[RECORDS FOR THE TASK Boundary: Start]
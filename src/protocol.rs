//! Forward protocol wire shapes.
//!
//! Messages are MessagePack encoded:
//!
//! - Forward: `[tag, [[time, record], ...], options?]`
//! - PackedForward (gzip): `[tag, bin(gzip(entry stream)), {"size": n, "compressed": "gzip", ...}]`
//! - Ack reply: `{"ack": chunk}`
//! - Shared-key handshake: `HELO` from the server, `PING` from the client,
//!   `PONG` from the server.
//!
//! Event times are MessagePack extension type 0 carrying big-endian
//! seconds and nanoseconds.

use std::fmt;
use std::io::Cursor;

use base64::Engine as _;
use chrono::Utc;
use flate2::write::GzEncoder;
use flate2::Compression;
use serde::de::{self, DeserializeOwned, Deserializer, SeqAccess, Visitor};
use serde::ser::{SerializeMap, SerializeTuple, Serializer};
use serde::{Deserialize, Serialize};
use sha2::{Digest, Sha512};
use uuid::Uuid;

use crate::error::ForwardError;
use crate::record::Record;

/// Extension type code for EventTime.
pub const EVENT_TIME_EXT_TYPE: i8 = 0;

/// Compression marker used in PackedForward options.
pub const GZIP: &str = "gzip";

/// Second-and-nanosecond timestamp carried on every entry.
#[derive(Debug, Clone, Copy, Default, PartialEq, Eq, PartialOrd, Ord, Hash)]
pub struct EventTime {
    pub seconds: u32,
    pub nanos: u32,
}

impl EventTime {
    pub fn new(seconds: u32, nanos: u32) -> Self {
        Self { seconds, nanos }
    }

    /// Current wall-clock time.
    pub fn now() -> Self {
        let now = Utc::now();
        Self {
            seconds: u32::try_from(now.timestamp()).unwrap_or(0),
            nanos: now.timestamp_subsec_nanos(),
        }
    }

    fn to_bytes(self) -> [u8; 8] {
        let mut data = [0u8; 8];
        data[..4].copy_from_slice(&self.seconds.to_be_bytes());
        data[4..].copy_from_slice(&self.nanos.to_be_bytes());
        data
    }
}

impl Serialize for EventTime {
    fn serialize<S: Serializer>(&self, serializer: S) -> Result<S::Ok, S::Error> {
        let data = self.to_bytes();
        serializer.serialize_newtype_struct(
            rmp_serde::MSGPACK_EXT_STRUCT_NAME,
            &(EVENT_TIME_EXT_TYPE, RawBytes(&data)),
        )
    }
}

/// Hands out event times that never go backwards.
///
/// One clock is used per batch so entry times follow input order even if
/// the wall clock steps back mid-batch.
#[derive(Debug, Default)]
pub struct EventClock {
    last: Option<EventTime>,
}

impl EventClock {
    pub fn tick(&mut self) -> EventTime {
        let now = EventTime::now();
        let next = match self.last {
            Some(last) if last > now => last,
            _ => now,
        };
        self.last = Some(next);
        next
    }
}

/// One `(time, record)` pair ready for the wire.
#[derive(Debug, Clone, PartialEq)]
pub struct Entry {
    pub time: EventTime,
    pub record: Record,
}

impl Entry {
    pub fn new(time: EventTime, record: Record) -> Self {
        Self { time, record }
    }
}

impl Serialize for Entry {
    fn serialize<S: Serializer>(&self, serializer: S) -> Result<S::Ok, S::Error> {
        let mut tuple = serializer.serialize_tuple(2)?;
        tuple.serialize_element(&self.time)?;
        tuple.serialize_element(&self.record)?;
        tuple.end()
    }
}

/// How a batch is put on the wire.
#[derive(Debug, Clone, Copy, PartialEq, Eq)]
pub enum SendMode {
    /// Forward mode, entries as a plain array
    Forward,

    /// PackedForward mode, entry stream gzip-compressed into a binary blob
    CompressedForward,
}

impl SendMode {
    pub fn from_compression(compress_gzip: bool) -> Self {
        if compress_gzip {
            SendMode::CompressedForward
        } else {
            SendMode::Forward
        }
    }
}

impl fmt::Display for SendMode {
    fn fmt(&self, f: &mut fmt::Formatter<'_>) -> fmt::Result {
        match self {
            SendMode::Forward => write!(f, "forward"),
            SendMode::CompressedForward => write!(f, "compressed_forward"),
        }
    }
}

/// Serializes as MessagePack bin rather than an array of integers.
struct RawBytes<'a>(&'a [u8]);

impl Serialize for RawBytes<'_> {
    fn serialize<S: Serializer>(&self, serializer: S) -> Result<S::Ok, S::Error> {
        serializer.serialize_bytes(self.0)
    }
}

/// Trailing option map of a forward message.
#[derive(Debug, Default)]
struct MessageOptions<'a> {
    size: Option<usize>,
    compressed: Option<&'a str>,
    chunk: Option<&'a str>,
}

impl MessageOptions<'_> {
    fn is_empty(&self) -> bool {
        self.size.is_none() && self.compressed.is_none() && self.chunk.is_none()
    }
}

impl Serialize for MessageOptions<'_> {
    fn serialize<S: Serializer>(&self, serializer: S) -> Result<S::Ok, S::Error> {
        let len = [
            self.size.is_some(),
            self.compressed.is_some(),
            self.chunk.is_some(),
        ]
        .iter()
        .filter(|present| **present)
        .count();

        let mut map = serializer.serialize_map(Some(len))?;
        if let Some(size) = self.size {
            map.serialize_entry("size", &size)?;
        }
        if let Some(compressed) = self.compressed {
            map.serialize_entry("compressed", compressed)?;
        }
        if let Some(chunk) = self.chunk {
            map.serialize_entry("chunk", chunk)?;
        }
        map.end()
    }
}

struct ForwardMessage<'a, P: Serialize> {
    tag: &'a str,
    payload: P,
    options: MessageOptions<'a>,
}

impl<P: Serialize> Serialize for ForwardMessage<'_, P> {
    fn serialize<S: Serializer>(&self, serializer: S) -> Result<S::Ok, S::Error> {
        let has_options = !self.options.is_empty();
        let mut tuple = serializer.serialize_tuple(if has_options { 3 } else { 2 })?;
        tuple.serialize_element(self.tag)?;
        tuple.serialize_element(&self.payload)?;
        if has_options {
            tuple.serialize_element(&self.options)?;
        }
        tuple.end()
    }
}

/// Encode a batch as one forward message.
///
/// `chunk` is set when the server must acknowledge the message.
pub fn encode_message(
    mode: SendMode,
    tag: &str,
    entries: &[Entry],
    chunk: Option<&str>,
) -> Result<Vec<u8>, ForwardError> {
    match mode {
        SendMode::Forward => {
            let message = ForwardMessage {
                tag,
                payload: entries,
                options: MessageOptions {
                    chunk,
                    ..MessageOptions::default()
                },
            };
            Ok(rmp_serde::to_vec(&message)?)
        }
        SendMode::CompressedForward => {
            let mut encoder = GzEncoder::new(Vec::new(), Compression::default());
            for entry in entries {
                rmp_serde::encode::write(&mut encoder, entry)?;
            }
            let compressed = encoder.finish()?;

            let message = ForwardMessage {
                tag,
                payload: RawBytes(&compressed),
                options: MessageOptions {
                    size: Some(entries.len()),
                    compressed: Some(GZIP),
                    chunk,
                },
            };
            Ok(rmp_serde::to_vec(&message)?)
        }
    }
}

/// New unique chunk id for ack mode.
pub fn new_chunk_id() -> String {
    base64::engine::general_purpose::STANDARD.encode(Uuid::new_v4().as_bytes())
}

/// Server acknowledgement of a chunk.
#[derive(Debug, Clone, PartialEq, Eq, Deserialize)]
pub struct AckResponse {
    pub ack: String,
}

/// Opaque byte string that may arrive as MessagePack bin or str.
#[derive(Debug, Clone, Default, PartialEq, Eq)]
pub struct Bin(pub Vec<u8>);

impl<'de> Deserialize<'de> for Bin {
    fn deserialize<D: Deserializer<'de>>(deserializer: D) -> Result<Self, D::Error> {
        deserializer.deserialize_byte_buf(BinVisitor)
    }
}

struct BinVisitor;

impl<'de> Visitor<'de> for BinVisitor {
    type Value = Bin;

    fn expecting(&self, f: &mut fmt::Formatter<'_>) -> fmt::Result {
        f.write_str("a byte string")
    }

    fn visit_bytes<E: de::Error>(self, v: &[u8]) -> Result<Bin, E> {
        Ok(Bin(v.to_vec()))
    }

    fn visit_byte_buf<E: de::Error>(self, v: Vec<u8>) -> Result<Bin, E> {
        Ok(Bin(v))
    }

    fn visit_str<E: de::Error>(self, v: &str) -> Result<Bin, E> {
        Ok(Bin(v.as_bytes().to_vec()))
    }

    fn visit_seq<A: SeqAccess<'de>>(self, mut seq: A) -> Result<Bin, A::Error> {
        let mut bytes = Vec::new();
        while let Some(byte) = seq.next_element::<u8>()? {
            bytes.push(byte);
        }
        Ok(Bin(bytes))
    }
}

/// Options carried by the server's HELO.
#[derive(Debug, Clone, Deserialize)]
pub struct HeloOptions {
    pub nonce: Bin,

    /// Salt for user authentication; empty when disabled
    #[serde(default)]
    pub auth: Bin,

    #[serde(default = "default_keepalive")]
    pub keepalive: bool,
}

fn default_keepalive() -> bool {
    true
}

/// `["HELO", options]`
#[derive(Debug, Clone, Deserialize)]
pub struct Helo(pub String, pub HeloOptions);

/// `["PONG", auth_result, reason, server_hostname, shared_key_hexdigest]`
#[derive(Debug, Clone, Deserialize)]
pub struct Pong(pub String, pub bool, pub String, pub String, pub String);

/// Encode the client's `PING`.
///
/// User authentication is not supported, so username and password are sent empty.
pub fn encode_ping(hostname: &str, salt: &str, digest: &str) -> Result<Vec<u8>, ForwardError> {
    Ok(rmp_serde::to_vec(&("PING", hostname, salt, digest, "", ""))?)
}

/// Hex SHA-512 of `salt + hostname + nonce + shared_key`.
pub fn shared_key_digest(salt: &str, hostname: &str, nonce: &[u8], shared_key: &str) -> String {
    let mut hasher = Sha512::new();
    hasher.update(salt.as_bytes());
    hasher.update(hostname.as_bytes());
    hasher.update(nonce);
    hasher.update(shared_key.as_bytes());
    hex::encode(hasher.finalize())
}

/// Random salt for the shared-key digest.
pub fn new_salt() -> String {
    hex::encode(rand::random::<[u8; 16]>())
}

/// Try to decode one message from the front of `buf`.
///
/// Returns the value and the number of bytes it used, or `None` when
/// `buf` does not yet hold a complete message.
pub fn decode_frame<T: DeserializeOwned>(buf: &[u8]) -> Result<Option<(T, usize)>, ForwardError> {
    if buf.is_empty() {
        return Ok(None);
    }

    let mut cursor = Cursor::new(buf);
    match rmp_serde::from_read::<_, T>(&mut cursor) {
        Ok(value) => Ok(Some((value, cursor.position() as usize))),
        Err(err) if is_incomplete(&err) => Ok(None),
        Err(err) => Err(err.into()),
    }
}

fn is_incomplete(err: &rmp_serde::decode::Error) -> bool {
    match err {
        rmp_serde::decode::Error::InvalidMarkerRead(e)
        | rmp_serde::decode::Error::InvalidDataRead(e) => {
            e.kind() == std::io::ErrorKind::UnexpectedEof
        }
        _ => false,
    }
}
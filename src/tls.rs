//! Transport security for the collector connection.
//!
//! The exporter does not load certificates itself. A host that wants
//! verified TLS hands over a ready `rustls::ClientConfig`; the only context
//! built here is the accept-any-certificate one behind
//! `FLUENT_FORWARD_TLS_INSECURE_SKIP_VERIFY`.

use std::fmt;
use std::sync::Arc;

use rustls::client::danger::{HandshakeSignatureValid, ServerCertVerified, ServerCertVerifier};
use rustls::crypto::{verify_tls12_signature, verify_tls13_signature, CryptoProvider};
use rustls::pki_types::{CertificateDer, ServerName, UnixTime};
use rustls::{ClientConfig, DigitallySignedStruct, SignatureScheme};
use tokio::net::TcpStream;
use tokio_rustls::client::TlsStream;
use tokio_rustls::TlsConnector;

use crate::config::{ConfigError, TlsSettings};

/// A TLS connector bound to the name the server certificate is checked against.
#[derive(Clone)]
pub struct TlsContext {
    connector: TlsConnector,
    server_name: ServerName<'static>,
}

impl fmt::Debug for TlsContext {
    fn fmt(&self, f: &mut fmt::Formatter<'_>) -> fmt::Result {
        f.debug_struct("TlsContext")
            .field("server_name", &self.server_name)
            .finish_non_exhaustive()
    }
}

impl TlsContext {
    /// Wrap a host-supplied client configuration.
    pub fn new(config: Arc<ClientConfig>, server_name: &str) -> Result<Self, ConfigError> {
        Ok(Self {
            connector: TlsConnector::from(config),
            server_name: parse_server_name(server_name)?,
        })
    }

    /// Context that accepts any server certificate.
    pub fn insecure(server_name: &str) -> Result<Self, ConfigError> {
        let provider = Arc::new(rustls::crypto::ring::default_provider());
        let config = ClientConfig::builder_with_provider(provider.clone())
            .with_safe_default_protocol_versions()
            .map_err(|e| ConfigError::Tls(e.to_string()))?
            .dangerous()
            .with_custom_certificate_verifier(Arc::new(AcceptAnyCertificate(provider)))
            .with_no_client_auth();

        Self::new(Arc::new(config), server_name)
    }

    /// Build the context implied by the settings alone.
    ///
    /// Returns `Ok(None)` when TLS is disabled. Verified TLS cannot be set up
    /// from settings and yields [`ConfigError::MissingTlsContext`].
    pub fn from_settings(settings: &TlsSettings, endpoint_host: &str) -> Result<Option<Self>, ConfigError> {
        if !settings.enabled {
            return Ok(None);
        }

        if !settings.insecure_skip_verify {
            return Err(ConfigError::MissingTlsContext);
        }

        let server_name = settings.server_name.as_deref().unwrap_or(endpoint_host);
        Self::insecure(server_name).map(Some)
    }

    pub fn server_name(&self) -> &ServerName<'static> {
        &self.server_name
    }

    /// Run the client handshake over an established TCP stream.
    pub(crate) async fn connect(&self, stream: TcpStream) -> std::io::Result<TlsStream<TcpStream>> {
        self.connector.connect(self.server_name.clone(), stream).await
    }
}

fn parse_server_name(name: &str) -> Result<ServerName<'static>, ConfigError> {
    ServerName::try_from(name.to_string())
        .map_err(|e| ConfigError::Tls(format!("invalid server name '{}': {}", name, e)))
}

#[derive(Debug)]
struct AcceptAnyCertificate(Arc<CryptoProvider>);

impl ServerCertVerifier for AcceptAnyCertificate {
    fn verify_server_cert(
        &self,
        _end_entity: &CertificateDer<'_>,
        _intermediates: &[CertificateDer<'_>],
        _server_name: &ServerName<'_>,
        _ocsp_response: &[u8],
        _now: UnixTime,
    ) -> Result<ServerCertVerified, rustls::Error> {
        Ok(ServerCertVerified::assertion())
    }

    fn verify_tls12_signature(
        &self,
        message: &[u8],
        cert: &CertificateDer<'_>,
        dss: &DigitallySignedStruct,
    ) -> Result<HandshakeSignatureValid, rustls::Error> {
        verify_tls12_signature(message, cert, dss, &self.0.signature_verification_algorithms)
    }

    fn verify_tls13_signature(
        &self,
        message: &[u8],
        cert: &CertificateDer<'_>,
        dss: &DigitallySignedStruct,
    ) -> Result<HandshakeSignatureValid, rustls::Error> {
        verify_tls13_signature(message, cert, dss, &self.0.signature_verification_algorithms)
    }

    fn supported_verify_schemes(&self) -> Vec<SignatureScheme> {
        self.0.signature_verification_algorithms.supported_schemes()
    }
}

#[cfg(test)]
mod tests {
    use super::*;
    use tokio::io::AsyncWriteExt;
    use tokio::net::TcpListener;

    #[test]
    fn test_disabled_settings_give_no_context() {
        let settings = TlsSettings::default();
        assert!(TlsContext::from_settings(&settings, "localhost").unwrap().is_none());
    }

    #[test]
    fn test_verified_tls_needs_host_context() {
        let settings = TlsSettings {
            enabled: true,
            ..TlsSettings::default()
        };
        assert!(matches!(
            TlsContext::from_settings(&settings, "localhost"),
            Err(ConfigError::MissingTlsContext)
        ));
    }

    #[test]
    fn test_insecure_context_uses_server_name_override() {
        let settings = TlsSettings {
            enabled: true,
            insecure_skip_verify: true,
            server_name: Some("fluentd.internal".to_string()),
        };
        let context = TlsContext::from_settings(&settings, "10.0.0.5").unwrap().unwrap();
        assert_eq!(
            context.server_name(),
            &ServerName::try_from("fluentd.internal").unwrap()
        );

        let settings = TlsSettings {
            server_name: None,
            ..settings
        };
        let context = TlsContext::from_settings(&settings, "10.0.0.5").unwrap().unwrap();
        assert!(matches!(context.server_name(), ServerName::IpAddress(_)));
    }

    #[test]
    fn test_invalid_server_name() {
        let err = TlsContext::insecure("not a host name").unwrap_err();
        assert!(matches!(err, ConfigError::Tls(_)));
    }

    #[tokio::test]
    async fn test_handshake_fails_against_plain_tcp() {
        let listener = TcpListener::bind("127.0.0.1:0").await.unwrap();
        let addr = listener.local_addr().unwrap();
        tokio::spawn(async move {
            let (mut socket, _) = listener.accept().await.unwrap();
            let _ = socket.write_all(b"this is not a TLS server\r\n").await;
        });

        let context = TlsContext::insecure("localhost").unwrap();
        let stream = TcpStream::connect(addr).await.unwrap();
        assert!(context.connect(stream).await.is_err());
    }
}
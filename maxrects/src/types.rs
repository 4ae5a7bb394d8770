use crate::{geometry::Rect, id::Id};

/// An input to the packing routine.
///
/// `InputItem` is just a 2D size and a maxrects-generated unique
/// identifier. It's expected that consumers will assign meaning to the
/// given ids and then use them to associate the packing results back to
/// the application's own objects.
#[derive(Debug, Clone, Copy)]
pub struct InputItem {
    pub(crate) id: Id,
    pub(crate) size: (u32, u32),
}

impl InputItem {
    #[inline]
    pub fn new(size: (u32, u32)) -> Self {
        Self {
            id: Id::new(),
            size,
        }
    }

    #[inline]
    pub fn size(&self) -> (u32, u32) {
        self.size
    }

    #[inline]
    pub fn id(&self) -> Id {
        self.id
    }

    pub(crate) fn area(&self) -> u32 {
        self.size.0 * self.size.1
    }
}

/// An item that was placed by the packing routine.
///
/// `OutputItem` corresponds 1:1 to the `InputItem` objects that were
/// passed into the packer. When `rotated` is set, `size` is the placed
/// footprint on the canvas: the input's dimensions swapped.
#[derive(Debug, Clone, Copy)]
pub struct OutputItem {
    pub(crate) id: Id,
    pub(crate) rect: Rect,
    pub(crate) rotated: bool,
}

impl OutputItem {
    #[inline]
    pub fn id(&self) -> Id {
        self.id
    }

    #[inline]
    pub fn position(&self) -> (u32, u32) {
        self.rect.pos
    }

    #[inline]
    pub fn size(&self) -> (u32, u32) {
        self.rect.size
    }

    #[inline]
    pub fn max(&self) -> (u32, u32) {
        self.rect.max()
    }

    /// Whether the packer placed this item rotated 90 degrees.
    #[inline]
    pub fn rotated(&self) -> bool {
        self.rotated
    }
}

/// The results from running the packer.
///
/// Items appear in placement order, which consumers may use as a stable
/// drawing order.
#[derive(Debug, Clone)]
pub struct PackOutput {
    pub(crate) size: (u32, u32),
    pub(crate) items: Vec<OutputItem>,
}

impl PackOutput {
    /// The finalized canvas size enclosing every placed item.
    #[inline]
    pub fn size(&self) -> (u32, u32) {
        self.size
    }

    #[inline]
    pub fn items(&self) -> &[OutputItem] {
        &self.items
    }
}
[RECORDS FOR THE TASK Boundary: End]
TASK BRIEF
Only those lines of the entries above that run from the line containing "on the wire." to the line containing "impl fmt::Display for", both included, should be transcribed exactly.

TASK ANSWER
/// How a batch is put on the wire.
#[derive(Debug, Clone, Copy, PartialEq, Eq)]
pub enum SendMode {
    /// Forward mode, entries as a plain array
    Forward,

    /// PackedForward mode, entry stream gzip-compressed into a binary blob
    CompressedForward,
}

impl SendMode {
    pub fn from_compression(compress_gzip: bool) -> Self {
        if compress_gzip {
            SendMode::CompressedForward
        } else {
            SendMode::Forward
        }
    }
}

impl fmt::Display for SendMode {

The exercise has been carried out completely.